時間外手当のほかに、以下のような割増率も定められています。

  • 休日手当(法定休日に勤務させた場合):35%以上
  • 深夜手当(22時~5時の間に勤務させた場合):25%以上

※その会社で働く労働者の過半数で組織されている労働組合。過半数労働組合がない場合は、労働者の過半数を代表する人で代替される。

参考:
法定労働時間と割増賃金について教えてください。|厚生労働省
しっかりマスター 労働基準法 割増賃金編|厚生労働省

会社ごとに設定「各種手当」

多くの会社では、基本給に上乗せする形で各種手当を設定しています。代表的な手当には以下のようなものがあります。

  • 役職手当:業務上の役職や役割などに応じて支給
  • 技能手当:会社が必要とする技能を持つ人に支給
  • 資格手当:業務に役立つ資格を持つ人に支給
  • 扶養手当:扶養する家族がいる人に支給
  • 住宅手当:家賃や住宅ローンなどに応じて支給
  • 皆勤手当:一定期間中に欠勤・遅刻がなかった人に支給

ただし、こうした手当は会社独自のものです。時間外手当や休日手当と違って、法律では義務付けられていません。

出退勤や出張に使う「交通費」

通勤や出張などにかかった費用は、交通費として支給されます。交通費の支給方法は、以下の3パターンです。

  • 全額支給:通勤や出張にかかった全ての交通費を支給
  • 一部支給:交通費の金額に上限を設けて支給
  • 一律支給:日・月単位で決まった額を支給

交通費の申請方法について、会社がルートを指定する場合もあれば、自己申告とする場合もあります。当月分の交通費は、その月の給料と一緒に支払われるのが一般的です。
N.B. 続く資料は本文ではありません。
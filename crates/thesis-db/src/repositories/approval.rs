//! PostgreSQL implementation of ApprovalRepository

use async_trait::async_trait;
use sqlx::PgPool;
use tracing::instrument;
use uuid::Uuid;

use thesis_core::entities::ApprovalRecord;
use thesis_core::traits::{ApprovalRepository, RepoResult};
use thesis_core::value_objects::AdvisorRole;

use crate::models::ApprovalModel;

use super::error::map_db_error;

/// PostgreSQL implementation of ApprovalRepository
#[derive(Clone)]
pub struct PgApprovalRepository {
    pool: PgPool,
}

impl PgApprovalRepository {
    /// Create a new PgApprovalRepository
    pub fn new(pool: PgPool) -> Self {
        Self { pool }
    }
}

#[async_trait]
impl ApprovalRepository for PgApprovalRepository {
    #[instrument(skip(self))]
    async fn upsert(&self, record: &ApprovalRecord) -> RepoResult<()> {
        // Repeat submissions overwrite decision and note in place; the
        // unique constraint on the natural key makes this race-safe.
        sqlx::query(
            r"
            INSERT INTO approvals (id, student_id, faculty_id, role, decision, note, created_at, updated_at)
            VALUES ($1, $2, $3, $4, $5, $6, $7, $8)
            ON CONFLICT ON CONSTRAINT approvals_natural_key
            DO UPDATE SET decision = EXCLUDED.decision,
                          note = EXCLUDED.note,
                          updated_at = NOW()
            ",
        )
        .bind(record.id)
        .bind(record.student_id)
        .bind(record.faculty_id)
        .bind(record.role.as_str())
        .bind(record.decision)
        .bind(&record.note)
        .bind(record.created_at)
        .bind(record.updated_at)
        .execute(&self.pool)
        .await
        .map_err(map_db_error)?;

        Ok(())
    }

    #[instrument(skip(self))]
    async fn find_by_student(&self, student_id: Uuid) -> RepoResult<Vec<ApprovalRecord>> {
        let rows = sqlx::query_as::<_, ApprovalModel>(
            r"
            SELECT id, student_id, faculty_id, role, decision, note, created_at, updated_at
            FROM approvals
            WHERE student_id = $1
            ORDER BY role
            ",
        )
        .bind(student_id)
        .fetch_all(&self.pool)
        .await
        .map_err(map_db_error)?;

        Ok(rows.into_iter().map(ApprovalRecord::from).collect())
    }

    #[instrument(skip(self))]
    async fn find(
        &self,
        student_id: Uuid,
        faculty_id: Uuid,
        role: AdvisorRole,
    ) -> RepoResult<Option<ApprovalRecord>> {
        let result = sqlx::query_as::<_, ApprovalModel>(
            r"
            SELECT id, student_id, faculty_id, role, decision, note, created_at, updated_at
            FROM approvals
            WHERE student_id = $1 AND faculty_id = $2 AND role = $3
            ",
        )
        .bind(student_id)
        .bind(faculty_id)
        .bind(role.as_str())
        .fetch_optional(&self.pool)
        .await
        .map_err(map_db_error)?;

        Ok(result.map(ApprovalRecord::from))
    }
}

#[cfg(test)]
mod tests {
    use super::*;

    #[test]
    fn test_repo_is_send_sync() {
        fn assert_send_sync<T: Send + Sync>() {}
        assert_send_sync::<PgApprovalRepository>();
    }
}
//! Service context - dependency container for services
//!
//! Holds the repositories, auth services, and proof storage needed by services.

use std::sync::Arc;

use thesis_common::auth::{JwtService, PasswordService};
use thesis_core::traits::{
    AccountRepository, ApprovalRepository, DefenseRepository, NewsRepository, ThesisRepository,
};
use thesis_db::PgPool;

use crate::storage::ProofStore;

/// Service context containing all dependencies
///
/// This is the main dependency container that gets passed to all services.
/// It provides access to:
/// - Database repositories
/// - JWT service for authentication
/// - Password hashing service
/// - Payment proof storage
#[derive(Clone)]
pub struct ServiceContext {
    // Database pool
    pool: PgPool,

    // Repositories
    account_repo: Arc<dyn AccountRepository>,
    thesis_repo: Arc<dyn ThesisRepository>,
    approval_repo: Arc<dyn ApprovalRepository>,
    defense_repo: Arc<dyn DefenseRepository>,
    news_repo: Arc<dyn NewsRepository>,

    // Storage
    proof_store: Arc<dyn ProofStore>,

    // Services
    jwt_service: Arc<JwtService>,
    password_service: PasswordService,
}

impl ServiceContext {
    /// Create a new service context with all dependencies
    #[allow(clippy::too_many_arguments)]
    pub fn new(
        pool: PgPool,
        account_repo: Arc<dyn AccountRepository>,
        thesis_repo: Arc<dyn ThesisRepository>,
        approval_repo: Arc<dyn ApprovalRepository>,
        defense_repo: Arc<dyn DefenseRepository>,
        news_repo: Arc<dyn NewsRepository>,
        proof_store: Arc<dyn ProofStore>,
        jwt_service: Arc<JwtService>,
    ) -> Self {
        Self {
            pool,
            account_repo,
            thesis_repo,
            approval_repo,
            defense_repo,
            news_repo,
            proof_store,
            jwt_service,
            password_service: PasswordService::new(),
        }
    }

    // === Database Pool ===

    /// Get the PostgreSQL connection pool
    pub fn pool(&self) -> &PgPool {
        &self.pool
    }

    // === Repositories ===

    /// Get the account repository
    pub fn account_repo(&self) -> &dyn AccountRepository {
        self.account_repo.as_ref()
    }

    /// Get the thesis repository
    pub fn thesis_repo(&self) -> &dyn ThesisRepository {
        self.thesis_repo.as_ref()
    }

    /// Get the approval repository
    pub fn approval_repo(&self) -> &dyn ApprovalRepository {
        self.approval_repo.as_ref()
    }

    /// Get the defense repository
    pub fn defense_repo(&self) -> &dyn DefenseRepository {
        self.defense_repo.as_ref()
    }

    /// Get the news repository
    pub fn news_repo(&self) -> &dyn NewsRepository {
        self.news_repo.as_ref()
    }

    // === Storage ===

    /// Get the payment proof store
    pub fn proof_store(&self) -> &dyn ProofStore {
        self.proof_store.as_ref()
    }

    // === Services ===

    /// Get the JWT service
    pub fn jwt_service(&self) -> &JwtService {
        self.jwt_service.as_ref()
    }

    /// Get the password hashing service
    pub fn password_service(&self) -> &PasswordService {
        &self.password_service
    }
}

impl std::fmt::Debug for ServiceContext {
    fn fmt(&self, f: &mut std::fmt::Formatter<'_>) -> std::fmt::Result {
        f.debug_struct("ServiceContext")
            .field("pool", &"PgPool")
            .field("repositories", &"...")
            .field("proof_store", &"...")
            .finish()
    }
}

/// Builder for creating ServiceContext with custom configuration
pub struct ServiceContextBuilder {
    pool: Option<PgPool>,
    account_repo: Option<Arc<dyn AccountRepository>>,
    thesis_repo: Option<Arc<dyn ThesisRepository>>,
    approval_repo: Option<Arc<dyn ApprovalRepository>>,
    defense_repo: Option<Arc<dyn DefenseRepository>>,
    news_repo: Option<Arc<dyn NewsRepository>>,
    proof_store: Option<Arc<dyn ProofStore>>,
    jwt_service: Option<Arc<JwtService>>,
}

impl ServiceContextBuilder {
    pub fn new() -> Self {
        Self {
            pool: None,
            account_repo: None,
            thesis_repo: None,
            approval_repo: None,
            defense_repo: None,
            news_repo: None,
            proof_store: None,
            jwt_service: None,
        }
    }

    pub fn pool(mut self, pool: PgPool) -> Self {
        self.pool = Some(pool);
        self
    }

    pub fn account_repo(mut self, repo: Arc<dyn AccountRepository>) -> Self {
        self.account_repo = Some(repo);
        self
    }

    pub fn thesis_repo(mut self, repo: Arc<dyn ThesisRepository>) -> Self {
        self.thesis_repo = Some(repo);
        self
    }

    pub fn approval_repo(mut self, repo: Arc<dyn ApprovalRepository>) -> Self {
        self.approval_repo = Some(repo);
        self
    }

    pub fn defense_repo(mut self, repo: Arc<dyn DefenseRepository>) -> Self {
        self.defense_repo = Some(repo);
        self
    }

    pub fn news_repo(mut self, repo: Arc<dyn NewsRepository>) -> Self {
        self.news_repo = Some(repo);
        self
    }

    pub fn proof_store(mut self, store: Arc<dyn ProofStore>) -> Self {
        self.proof_store = Some(store);
        self
    }

    pub fn jwt_service(mut self, service: Arc<JwtService>) -> Self {
        self.jwt_service = Some(service);
        self
    }

    /// Build the ServiceContext
    ///
    /// # Errors
    /// Returns `ServiceError::Validation` if any required dependency is missing
    pub fn build(self) -> super::error::ServiceResult<ServiceContext> {
        use super::error::ServiceError;

        Ok(ServiceContext::new(
            self.pool
                .ok_or_else(|| ServiceError::validation("pool is required"))?,
            self.account_repo
                .ok_or_else(|| ServiceError::validation("account_repo is required"))?,
            self.thesis_repo
                .ok_or_else(|| ServiceError::validation("thesis_repo is required"))?,
            self.approval_repo
                .ok_or_else(|| ServiceError::validation("approval_repo is required"))?,
            self.defense_repo
                .ok_or_else(|| ServiceError::validation("defense_repo is required"))?,
            self.news_repo
                .ok_or_else(|| ServiceError::validation("news_repo is required"))?,
            self.proof_store
                .ok_or_else(|| ServiceError::validation("proof_store is required"))?,
            self.jwt_service
                .ok_or_else(|| ServiceError::validation("jwt_service is required"))?,
        ))
    }
}

impl Default for ServiceContextBuilder {
    fn default() -> Self {
        Self::new()
    }
}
従業員が交通費を立て替える形になるため、交通費が高額になりそうなときは、会社に相談するのも1つの手です。

税金や保険の仕組みを確認しておこう

電卓とパソコン

(出典) pixta.jp

手取り額だけを見て、毎月の給料から何が引かれているのかを確認していなかった人も多いのではないでしょうか?

手元に残るお金が少ないと感じている人は、給料から差し引かれる額を計算して、どのくらいのお金があれば十分に生活ができるかを考えてみましょう。